Action by the Administrative Committee may include, in its sole discretion:
(a) adjustment of the number and kind of shares which may be delivered under the
Plan; and (b) any other adjustments that the Administrative Committee determines
to be equitable.
     5.9. Compliance with Securities and Other Laws. In no event shall ProLogis
be required to issue Common Shares to any person in settlement of a
Participant’s Account if the issuance thereof would constitute a violation by
either the Participant or ProLogis of any provision of any law or regulation of
any governmental authority or any national securities exchange. To the extent
that the Plan provides for issuance of certificates to reflect the transfer of
Common Shares, the transfer of such Common Shares may be effected on a
non-certificated basis, to the extent not prohibited by applicable law or the
rules of any stock exchange.
SECTION 6
Amendment or Termination
     6.1. Administrative Amendments.
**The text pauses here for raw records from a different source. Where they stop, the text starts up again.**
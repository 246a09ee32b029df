//! Registry wire messages.

use std::net::SocketAddr;

use courier_protocol::{Message, MessageKind};
use serde::{Deserialize, Serialize};

/// Asks a registry node for the registered servers.
#[derive(Debug, Clone, Default, PartialEq, Eq, Serialize, Deserialize)]
pub struct GetServerRegistry;

impl Message for GetServerRegistry {
    const KIND: MessageKind = MessageKind(100);
}

/// One registered server as it appears in a registry reply.
#[derive(Debug, Clone, PartialEq, Eq, Serialize, Deserialize)]
pub struct RegistryEntry {
    pub address: String,
    pub port: u16,
}

impl From<SocketAddr> for RegistryEntry {
    fn from(addr: SocketAddr) -> Self {
        Self {
            address: addr.ip().to_string(),
            port: addr.port(),
        }
    }
}

/// The registry's answer: registered servers in repository order.
#[derive(Debug, Clone, Default, PartialEq, Eq, Serialize, Deserialize)]
pub struct ServerRegistry {
    pub entries: Vec<RegistryEntry>,
}

impl Message for ServerRegistry {
    const KIND: MessageKind = MessageKind(101);

    // Keep the allocation, drop the previous reply's servers.
    fn clear(&mut self) {
        self.entries.clear();
    }
}

/// Announces the sender as a game server listening on `port`.
///
/// The registry takes the IP from the datagram's source address, so a
/// server can't register on someone else's behalf.
#[derive(Debug, Clone, Default, PartialEq, Eq, Serialize, Deserialize)]
pub struct RegisterServer {
    pub port: u16,
}

impl Message for RegisterServer {
    const KIND: MessageKind = MessageKind(102);
}
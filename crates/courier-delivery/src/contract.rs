//! The delivery contract consumed by interpreters, and the type-erased
//! in-flight view the engine works with.

use std::net::SocketAddr;
use std::sync::Arc;

use courier_pool::{Draft, Sealed};
use courier_protocol::{Codec, Lifecycle, Message, MessageKind, ProtocolError, Receipt};

/// Guaranteed-delivery send, as seen by code that produces messages.
///
/// Implementations must:
/// - move the message `Queued → Sending → Buffered → Complete`, in that
///   order, never back to `Sending` once complete;
/// - reach `Complete` on every outcome (ack, retry exhaustion,
///   unreachable destination, shutdown);
/// - release their reference to the message when they let go of it.
///
/// `ttl` is the retry budget: at most `ttl` transmissions. `0` selects the
/// implementation's default budget, which must still be finite.
pub trait ReliableDelivery: Send + Sync {
    /// Takes ownership of `message` and starts delivering it.
    ///
    /// Returns the receipt the peer will acknowledge.
    fn send_reliable<M: Message>(
        &self,
        message: Draft<M>,
        destination: SocketAddr,
        ttl: u32,
    ) -> Receipt;
}

/// A sealed message with its concrete type erased, so one pending table
/// can hold every message type.
///
/// Generic over the codec rather than over the message, which keeps the
/// trait object-safe while still encoding with the node's codec.
pub trait InFlight<C: Codec>: Send + Sync + 'static {
    /// Wire kind of the payload.
    fn kind(&self) -> MessageKind;

    /// Rust type name of the payload, for logs.
    fn message_type(&self) -> &'static str;

    /// The lifecycle gates.
    fn lifecycle(&self) -> &Lifecycle;

    /// Serializes the payload. Called on every (re)transmission.
    fn encode(&self, codec: &C) -> Result<Vec<u8>, ProtocolError>;

    /// Gives up one reference; see [`Sealed::release`].
    fn release(self: Arc<Self>) -> bool;
}

impl<M: Message, C: Codec> InFlight<C> for Sealed<M> {
    fn kind(&self) -> MessageKind {
        M::KIND
    }

    fn message_type(&self) -> &'static str {
        std::any::type_name::<M>()
    }

    fn lifecycle(&self) -> &Lifecycle {
        Sealed::lifecycle(self)
    }

    fn encode(&self, codec: &C) -> Result<Vec<u8>, ProtocolError> {
        codec.encode(self.message())
    }

    fn release(self: Arc<Self>) -> bool {
        Sealed::release(self)
    }
}
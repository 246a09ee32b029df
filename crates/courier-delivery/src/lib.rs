//! Reliable delivery for Courier.
//!
//! Defines the contract every reliable transport must honor
//! ([`ReliableDelivery`]) and ships the reference engine
//! ([`MessageBus`] + [`BusDriver`]) that implements it over any
//! [`Transport`](courier_transport::Transport).
//!
//! # The contract
//!
//! `send_reliable(message, destination, ttl)` takes ownership of a pooled
//! message and *always* drives it to
//! [`Phase::Complete`](courier_protocol::Phase::Complete): acknowledged,
//! out of retries, unreachable, or cancelled. Whatever the outcome, the
//! last holder releases the message so the pool gets it back.
//!
//! ```text
//! send_reliable ─→ outbox ─→ BusDriver ──send──→ Transport
//!                               │  ↑
//!                      pending ─┘  └─ resend ticker
//!                         ↑
//! receive loop ── ack ────┘ ─→ Complete ─→ release ─→ MessagePool
//! ```

mod bus;
mod config;
mod contract;

pub use bus::{BusDriver, Completion, DeliveryOutcome, MessageBus};
pub use config::DeliveryConfig;
pub use contract::{InFlight, ReliableDelivery};
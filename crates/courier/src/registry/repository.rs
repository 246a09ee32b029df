//! The member repository the registry reads from.

use std::net::SocketAddr;
use std::sync::RwLock;

/// Errors from a [`MemberRepository`].
#[derive(Debug, thiserror::Error)]
pub enum RepositoryError {
    /// The backing store can't be read or written right now.
    #[error("member repository unavailable: {0}")]
    Unavailable(String),
}

/// A known peer.
#[derive(Debug, Clone, Copy, PartialEq, Eq)]
pub struct Member {
    pub addr: SocketAddr,
    /// Whether this peer announced itself as a game server.
    pub is_registered_server: bool,
}

/// Ordered storage of known peers.
///
/// `members` returns a snapshot in insertion order; the registry reply
/// preserves that order.
pub trait MemberRepository: Send + Sync + 'static {
    /// All known members, in order.
    fn members(&self) -> Result<Vec<Member>, RepositoryError>;

    /// Marks `addr` as a registered server, adding it if unknown.
    fn register_server(&self, addr: SocketAddr) -> Result<(), RepositoryError>;
}

/// A [`MemberRepository`] held in memory.
#[derive(Debug, Default)]
pub struct InMemoryMembers {
    members: RwLock<Vec<Member>>,
}

impl InMemoryMembers {
    pub fn new() -> Self {
        Self::default()
    }

    /// Seeds the repository with `members`, in order.
    pub fn with_members(members: impl IntoIterator<Item = Member>) -> Self {
        Self {
            members: RwLock::new(members.into_iter().collect()),
        }
    }

    /// Adds a plain (non-server) member. No-op if `addr` is already known.
    pub fn add_member(&self, addr: SocketAddr) -> Result<(), RepositoryError> {
        let mut members = self.members.write().map_err(poisoned)?;
        if !members.iter().any(|m| m.addr == addr) {
            members.push(Member {
                addr,
                is_registered_server: false,
            });
        }
        Ok(())
    }

    /// Forgets `addr`. Returns whether it was known.
    pub fn remove(&self, addr: SocketAddr) -> Result<bool, RepositoryError> {
        let mut members = self.members.write().map_err(poisoned)?;
        let before = members.len();
        members.retain(|m| m.addr != addr);
        Ok(members.len() != before)
    }
}

impl MemberRepository for InMemoryMembers {
    fn members(&self) -> Result<Vec<Member>, RepositoryError> {
        Ok(self.members.read().map_err(poisoned)?.clone())
    }

    fn register_server(&self, addr: SocketAddr) -> Result<(), RepositoryError> {
        let mut members = self.members.write().map_err(poisoned)?;
        match members.iter_mut().find(|m| m.addr == addr) {
            Some(member) => member.is_registered_server = true,
            None => members.push(Member {
                addr,
                is_registered_server: true,
            }),
        }
        tracing::info!(%addr, "server registered");
        Ok(())
    }
}

fn poisoned<T>(_: std::sync::PoisonError<T>) -> RepositoryError {
    RepositoryError::Unavailable("member lock poisoned".into())
}
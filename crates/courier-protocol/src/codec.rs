//! Codec trait and implementations for serializing/deserializing frames
//! and message payloads.
//!
//! The rest of Courier only depends on the [`Codec`] trait; [`JsonCodec`]
//! is the default because it is easy to inspect on the wire.

use serde::{Serialize, de::DeserializeOwned};

use crate::types::MAX_DATAGRAM_LEN;
use crate::{Frame, ProtocolError};

/// A codec that can encode Rust types to bytes and decode bytes back.
///
/// `Send + Sync + 'static` because one codec is shared by the delivery
/// engine, the receive loop, and every spawned interpretation task.
pub trait Codec: Send + Sync + 'static {
    /// Serializes a value into bytes.
    ///
    /// # Errors
    /// Returns `ProtocolError::Encode` if serialization fails.
    fn encode<T: Serialize + ?Sized>(&self, value: &T) -> Result<Vec<u8>, ProtocolError>;

    /// Deserializes bytes back into a value.
    ///
    /// # Errors
    /// Returns `ProtocolError::Decode` if the bytes are malformed or
    /// don't match the expected type.
    fn decode<T: DeserializeOwned>(&self, data: &[u8]) -> Result<T, ProtocolError>;
}

/// A [`Codec`] that uses JSON (via `serde_json`).
///
/// ## Example
///
/// ```rust
/// use courier_protocol::{Codec, Frame, JsonCodec, Receipt};
///
/// let codec = JsonCodec;
/// let bytes = codec.encode(&Frame::Ack { receipt: Receipt(5) }).unwrap();
/// let decoded: Frame = codec.decode(&bytes).unwrap();
/// assert_eq!(decoded, Frame::Ack { receipt: Receipt(5) });
/// ```
#[cfg(feature = "json")]
#[derive(Debug, Clone, Copy, Default)]
pub struct JsonCodec;

#[cfg(feature = "json")]
impl Codec for JsonCodec {
    fn encode<T: Serialize + ?Sized>(&self, value: &T) -> Result<Vec<u8>, ProtocolError> {
        serde_json::to_vec(value).map_err(ProtocolError::Encode)
    }

    fn decode<T: DeserializeOwned>(&self, data: &[u8]) -> Result<T, ProtocolError> {
        serde_json::from_slice(data).map_err(ProtocolError::Decode)
    }
}

// ---------------------------------------------------------------------------
// Datagram framing
// ---------------------------------------------------------------------------

/// Bytes used by the header-length prefix.
const HEADER_PREFIX: usize = 2;

/// Builds one datagram: a big-endian `u16` header length, the encoded
/// [`Frame`], then `payload` verbatim.
///
/// # Errors
/// - Whatever `codec` returns for the header.
/// - [`ProtocolError::Oversized`] if the datagram would exceed
///   [`MAX_DATAGRAM_LEN`].
pub fn encode_datagram<C: Codec>(
    codec: &C,
    frame: &Frame,
    payload: &[u8],
) -> Result<Vec<u8>, ProtocolError> {
    let header = codec.encode(frame)?;
    let len = HEADER_PREFIX + header.len() + payload.len();
    let header_len = u16::try_from(header.len()).map_err(|_| ProtocolError::Oversized {
        len,
        max: MAX_DATAGRAM_LEN,
    })?;
    if len > MAX_DATAGRAM_LEN {
        return Err(ProtocolError::Oversized {
            len,
            max: MAX_DATAGRAM_LEN,
        });
    }

    let mut datagram = Vec::with_capacity(len);
    datagram.extend_from_slice(&header_len.to_be_bytes());
    datagram.extend_from_slice(&header);
    datagram.extend_from_slice(payload);
    Ok(datagram)
}

/// Splits a datagram built by [`encode_datagram`] into its frame and
/// payload.
///
/// # Errors
/// [`ProtocolError::InvalidMessage`] if the length prefix doesn't fit the
/// datagram, or the codec's decode error for a malformed header.
pub fn decode_datagram<'a, C: Codec>(
    codec: &C,
    data: &'a [u8],
) -> Result<(Frame, &'a [u8]), ProtocolError> {
    let truncated =
        || ProtocolError::InvalidMessage(format!("truncated datagram ({} bytes)", data.len()));
    let prefix: [u8; HEADER_PREFIX] = data
        .get(..HEADER_PREFIX)
        .and_then(|p| p.try_into().ok())
        .ok_or_else(truncated)?;
    let header_end = HEADER_PREFIX + usize::from(u16::from_be_bytes(prefix));
    let header = data.get(HEADER_PREFIX..header_end).ok_or_else(truncated)?;
    let frame = codec.decode(header)?;
    Ok((frame, &data[header_end..]))
}

#[cfg(all(test, feature = "json"))]
mod tests {
    use super::*;
    use crate::{MessageKind, Receipt, SessionId};

    fn reliable() -> Frame {
        Frame::Reliable {
            session: SessionId(9),
            receipt: Receipt(1),
            kind: MessageKind(7),
        }
    }

    #[test]
    fn test_decode_malformed_bytes_is_decode_error() {
        let result: Result<Frame, _> = JsonCodec.decode(b"{not json");
        assert!(matches!(result, Err(ProtocolError::Decode(_))));
    }

    #[test]
    fn test_decode_unknown_frame_type_is_decode_error() {
        let result: Result<Frame, _> = JsonCodec.decode(br#"{"type":"Nope","receipt":1}"#);
        assert!(matches!(result, Err(ProtocolError::Decode(_))));
    }

    #[test]
    fn test_payload_travels_verbatim() {
        let payload = JsonCodec.encode(&vec!["a", "b"]).unwrap();
        let datagram = encode_datagram(&JsonCodec, &reliable(), &payload).unwrap();

        let (frame, body) = decode_datagram(&JsonCodec, &datagram).unwrap();
        assert_eq!(frame, reliable());
        assert_eq!(body, payload.as_slice());
        // Header prefix + header + payload, no re-encoding of the payload.
        let header = JsonCodec.encode(&reliable()).unwrap();
        assert_eq!(datagram.len(), 2 + header.len() + payload.len());
    }

    #[test]
    fn test_ack_has_empty_payload() {
        let ack = Frame::Ack { receipt: Receipt(4) };
        let datagram = encode_datagram(&JsonCodec, &ack, &[]).unwrap();
        let (frame, body) = decode_datagram(&JsonCodec, &datagram).unwrap();
        assert_eq!(frame, ack);
        assert!(body.is_empty());
    }

    #[test]
    fn test_oversized_datagram_is_rejected() {
        let payload = vec![b'x'; MAX_DATAGRAM_LEN];
        let err = encode_datagram(&JsonCodec, &reliable(), &payload).unwrap_err();
        assert!(matches!(
            err,
            ProtocolError::Oversized { max: MAX_DATAGRAM_LEN, .. }
        ));
    }

    #[test]
    fn test_truncated_datagram_is_invalid() {
        assert!(matches!(
            decode_datagram(&JsonCodec, &[0]),
            Err(ProtocolError::InvalidMessage(_))
        ));
        // Prefix claims a 200-byte header that isn't there.
        assert!(matches!(
            decode_datagram(&JsonCodec, &[0, 200, b'{']),
            Err(ProtocolError::InvalidMessage(_))
        ));
    }
}
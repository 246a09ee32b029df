//! # Courier
//!
//! Pooled protocol messages, delivered reliably over UDP.
//!
//! Protocol handlers implement [`Interpreter`] for one inbound message
//! type. When a handler needs to reply, it takes a message from the
//! node's [`MessagePool`], fills it, and hands it to
//! [`ReliableDelivery::send_reliable`]. The delivery engine retransmits
//! until the peer acknowledges (or the retry budget runs out) and then
//! returns the message to the pool.
//!
//! ## Quick Start
//!
//! ```rust,no_run
//! use courier::prelude::*;
//! use courier::registry::{GetServerRegistryInterpreter, InMemoryMembers};
//!
//! # async fn run() -> Result<(), CourierError> {
//! let mut node = CourierNode::builder()
//!     .bind("0.0.0.0:15940")
//!     .build(InMemoryMembers::new())
//!     .await?;
//! node.register(GetServerRegistryInterpreter);
//! node.run().await
//! # }
//! ```

mod context;
mod dispatch;
mod error;
mod handler;
mod interpreter;
pub mod registry;
mod server;

pub use context::{NetworkContext, NodeContext};
pub use dispatch::Dispatcher;
pub use error::CourierError;
pub use interpreter::Interpreter;
pub use server::{CourierNode, CourierNodeBuilder};

/// Everything needed to write interpreters and run a node.
pub mod prelude {
    pub use crate::registry::{Member, MemberRepository, RepositoryError};
    pub use crate::{
        CourierError, CourierNode, CourierNodeBuilder, Dispatcher, Interpreter, NetworkContext,
        NodeContext,
    };
    pub use courier_delivery::{
        Completion, DeliveryConfig, DeliveryOutcome, MessageBus, ReliableDelivery,
    };
    pub use courier_pool::{Draft, MessagePool, PoolError, PoolStats};
    pub use courier_protocol::{
        Codec, JsonCodec, Message, MessageKind, Phase, ProtocolError, Receipt, SessionId,
    };
    pub use courier_transport::{PeerId, Transport, TransportError, UdpTransport};
}
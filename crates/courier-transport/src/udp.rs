//! UDP transport implementation using `tokio::net::UdpSocket`.

use std::net::SocketAddr;

use tokio::net::UdpSocket;
use tokio::sync::Mutex;

use crate::{Transport, TransportError};

/// Largest datagram we are prepared to receive.
const MAX_DATAGRAM: usize = 64 * 1024;

/// A UDP-based [`Transport`].
///
/// One socket serves both directions; `send_to` and `recv_from` take
/// `&self`, so the transport can be shared behind an `Arc` between the
/// delivery engine and the receive loop.
///
/// Receives land in one buffer allocated at bind time; only the bytes of
/// each datagram are copied out. Concurrent receivers take turns.
pub struct UdpTransport {
    socket: UdpSocket,
    recv_buf: Mutex<Box<[u8]>>,
}

impl UdpTransport {
    /// Binds a new UDP transport to the given address.
    pub async fn bind(addr: &str) -> Result<Self, TransportError> {
        let socket = UdpSocket::bind(addr)
            .await
            .map_err(TransportError::BindFailed)?;
        tracing::info!(addr, "UDP transport bound");
        Ok(Self {
            socket,
            recv_buf: Mutex::new(vec![0u8; MAX_DATAGRAM].into_boxed_slice()),
        })
    }
}

impl Transport for UdpTransport {
    async fn send_to(
        &self,
        data: &[u8],
        addr: SocketAddr,
    ) -> Result<(), TransportError> {
        self.socket
            .send_to(data, addr)
            .await
            .map(|_| ())
            .map_err(|source| TransportError::SendFailed { addr, source })
    }

    async fn recv_from(&self) -> Result<(Vec<u8>, SocketAddr), TransportError> {
        let mut buf = self.recv_buf.lock().await;
        let (len, from) = self
            .socket
            .recv_from(&mut buf[..])
            .await
            .map_err(TransportError::ReceiveFailed)?;
        tracing::trace!(%from, len, "datagram received");
        Ok((buf[..len].to_vec(), from))
    }

    fn local_addr(&self) -> Result<SocketAddr, TransportError> {
        self.socket.local_addr().map_err(TransportError::BindFailed)
    }
}
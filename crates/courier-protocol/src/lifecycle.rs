//! Message lifecycle: the gate state that decides when a message may be
//! recycled.
//!
//! Four independent actors touch a message while it is in use: the
//! producer that fills it, the send task that serializes it, the ack/retry
//! engine that may resend it, and the pool that wants it back. Each of
//! them moves the message through [`Phase`]s:
//!
//! ```text
//!            seal            transmit          sent
//!   Fresh ─────────→ Queued ─────────→ Sending ─────→ Buffered
//!     ↑                │                 │  ↑            │
//!     │                │                 │  └─resend─────┤
//!     │ acquire        └────cancel───────┴──fail───┐     │ ack / exhausted
//!     │                                            ▼     ▼
//!   Pooled ←────────────────release──────────────── Complete
//! ```
//!
//! The phase is stored in a single atomic, so the send task can move a
//! message to `Buffered` while the ack handler moves it to `Complete`
//! without tearing. Every transition is a compare-and-swap against the
//! phase the caller expects, which makes illegal sequences (resending a
//! completed message, recycling a buffered one) fail instead of corrupting
//! state.
//!
//! The five boolean gates of the classic design (`pooled`, `sent`,
//! `buffered`, `queued`, `sending`) are exposed as derived views.

use std::fmt;
use std::sync::atomic::{AtomicU8, AtomicU64, Ordering};

use crate::{ProtocolError, Receipt};

/// Where a message is in its life.
#[derive(Debug, Clone, Copy, PartialEq, Eq, Hash)]
#[repr(u8)]
pub enum Phase {
    /// Just constructed or just handed out by the pool; payload is being
    /// filled by its exclusive owner.
    Fresh = 0,
    /// Handed to the delivery engine, waiting for the send task.
    Queued = 1,
    /// Being serialized and written to the transport.
    Sending = 2,
    /// Sent at least once, waiting for an acknowledgment or a resend.
    Buffered = 3,
    /// Delivery is over: acknowledged, out of retries, unreachable, or
    /// cancelled. The only phase the pool recycles from.
    Complete = 4,
    /// Idle in the pool.
    Pooled = 5,
}

impl Phase {
    /// Returns `true` if the state machine allows `self → next`.
    pub fn can_transition_to(self, next: Phase) -> bool {
        use Phase::*;
        matches!(
            (self, next),
            (Fresh, Queued)
                | (Queued, Sending)
                | (Queued, Complete)
                | (Sending, Buffered)
                | (Sending, Complete)
                | (Buffered, Sending)
                | (Buffered, Complete)
                | (Complete, Pooled)
                | (Pooled, Fresh)
        )
    }

    /// Returns `true` while the delivery engine owns the message.
    pub fn is_in_flight(self) -> bool {
        matches!(self, Self::Queued | Self::Sending | Self::Buffered)
    }

    fn from_u8(raw: u8) -> Self {
        match raw {
            0 => Self::Fresh,
            1 => Self::Queued,
            2 => Self::Sending,
            3 => Self::Buffered,
            4 => Self::Complete,
            _ => Self::Pooled,
        }
    }
}

/// Atomic lifecycle state plus the optional delivery receipt.
pub struct Lifecycle {
    phase: AtomicU8,
    /// 0 means "no receipt"; receipts issued by the bus start at 1.
    receipt: AtomicU64,
}

impl Lifecycle {
    /// A lifecycle in [`Phase::Fresh`] with no receipt.
    pub fn new() -> Self {
        Self {
            phase: AtomicU8::new(Phase::Fresh as u8),
            receipt: AtomicU64::new(0),
        }
    }

    /// The current phase.
    pub fn phase(&self) -> Phase {
        Phase::from_u8(self.phase.load(Ordering::Acquire))
    }

    /// Idle in the pool.
    pub fn is_pooled(&self) -> bool {
        self.phase() == Phase::Pooled
    }

    /// Has been written to the transport at least once and has not been
    /// recycled since.
    pub fn is_sent(&self) -> bool {
        matches!(self.phase(), Phase::Buffered | Phase::Complete)
    }

    /// Waiting for an acknowledgment.
    pub fn is_buffered(&self) -> bool {
        self.phase() == Phase::Buffered
    }

    /// Waiting for the send task.
    pub fn is_queued(&self) -> bool {
        self.phase() == Phase::Queued
    }

    /// Being written to the transport right now.
    pub fn is_sending(&self) -> bool {
        self.phase() == Phase::Sending
    }

    /// Moves `from → to` if the message is currently in `from`.
    ///
    /// # Errors
    /// [`ProtocolError::IllegalTransition`] if the edge is not part of the
    /// state machine, or if another actor moved the message first.
    pub fn transition(&self, from: Phase, to: Phase) -> Result<(), ProtocolError> {
        if !from.can_transition_to(to) {
            return Err(ProtocolError::IllegalTransition {
                from,
                to,
                actual: self.phase(),
            });
        }
        self.phase
            .compare_exchange(from as u8, to as u8, Ordering::AcqRel, Ordering::Acquire)
            .map(|_| ())
            .map_err(|actual| ProtocolError::IllegalTransition {
                from,
                to,
                actual: Phase::from_u8(actual),
            })
    }

    /// Ends delivery from whichever in-flight phase the message is in.
    ///
    /// Returns `true` if this call performed the move to
    /// [`Phase::Complete`]; `false` if the message was already complete
    /// (or was never in flight).
    pub fn finish(&self) -> bool {
        let mut current = self.phase.load(Ordering::Acquire);
        loop {
            if !Phase::from_u8(current).is_in_flight() {
                return false;
            }
            match self.phase.compare_exchange_weak(
                current,
                Phase::Complete as u8,
                Ordering::AcqRel,
                Ordering::Acquire,
            ) {
                Ok(_) => return true,
                Err(actual) => current = actual,
            }
        }
    }

    /// The receipt assigned by the delivery engine, if any.
    pub fn receipt(&self) -> Option<Receipt> {
        match self.receipt.load(Ordering::Acquire) {
            0 => None,
            raw => Some(Receipt(raw)),
        }
    }

    /// Records the receipt issued for this send.
    pub fn set_receipt(&self, receipt: Receipt) {
        self.receipt.store(receipt.0, Ordering::Release);
    }

    /// Forgets the receipt (done when the pool hands the message out).
    pub fn clear_receipt(&self) {
        self.receipt.store(0, Ordering::Release);
    }
}

impl Default for Lifecycle {
    fn default() -> Self {
        Self::new()
    }
}

impl fmt::Debug for Lifecycle {
    fn fmt(&self, f: &mut fmt::Formatter<'_>) -> fmt::Result {
        f.debug_struct("Lifecycle")
            .field("phase", &self.phase())
            .field("receipt", &self.receipt())
            .finish()
    }
}
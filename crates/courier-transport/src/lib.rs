//! Transport abstraction layer for Courier.
//!
//! Provides the [`Transport`] trait that abstracts over datagram
//! transports. Courier's reliability (acks, retries) lives above this
//! layer, so a transport only has to move opaque byte buffers between
//! socket addresses.
//!
//! # Feature Flags
//!
//! - `udp` (default): UDP transport via `tokio::net::UdpSocket`

mod error;
#[cfg(feature = "udp")]
mod udp;

pub use error::TransportError;
#[cfg(feature = "udp")]
pub use udp::UdpTransport;

use std::fmt;
use std::future::Future;
use std::net::SocketAddr;

/// The remote end of a datagram exchange.
///
/// A thin wrapper over [`SocketAddr`] so log lines and map keys read as
/// "peer" rather than "some address".
#[derive(Debug, Clone, Copy, PartialEq, Eq, Hash, PartialOrd, Ord)]
pub struct PeerId(SocketAddr);

impl PeerId {
    /// Creates a `PeerId` from a socket address.
    pub fn new(addr: SocketAddr) -> Self {
        Self(addr)
    }

    /// Returns the underlying socket address.
    pub fn addr(self) -> SocketAddr {
        self.0
    }
}

impl From<SocketAddr> for PeerId {
    fn from(addr: SocketAddr) -> Self {
        Self(addr)
    }
}

impl fmt::Display for PeerId {
    fn fmt(&self, f: &mut fmt::Formatter<'_>) -> fmt::Result {
        write!(f, "peer-{}", self.0)
    }
}

/// Sends and receives whole datagrams.
///
/// The returned futures are `Send` so the delivery engine and the node's
/// receive loop can run inside spawned Tokio tasks on any worker thread.
pub trait Transport: Send + Sync + 'static {
    /// Sends one datagram to `addr`.
    fn send_to(
        &self,
        data: &[u8],
        addr: SocketAddr,
    ) -> impl Future<Output = Result<(), TransportError>> + Send;

    /// Waits for the next datagram and returns it with its source address.
    fn recv_from(
        &self,
    ) -> impl Future<Output = Result<(Vec<u8>, SocketAddr), TransportError>> + Send;

    /// Returns the local address this transport is bound to.
    fn local_addr(&self) -> Result<SocketAddr, TransportError>;
}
The Administrative Committee may make minor
or administrative amendments to the Plan that do not significantly increase the
benefits provided under the Plan.
     6.2. Amendments and Termination. ProLogis may amend or, subject to the
requirements of section 409A of the Code, terminate the Plan at any time. If
permitted by applicable law, including section 409A of the Code, and if
determined by ProLogis at the time of termination of the Plan, Participants’
Account balances may be distributed in a lump sum notwithstanding the provisions
of any Deferral Election.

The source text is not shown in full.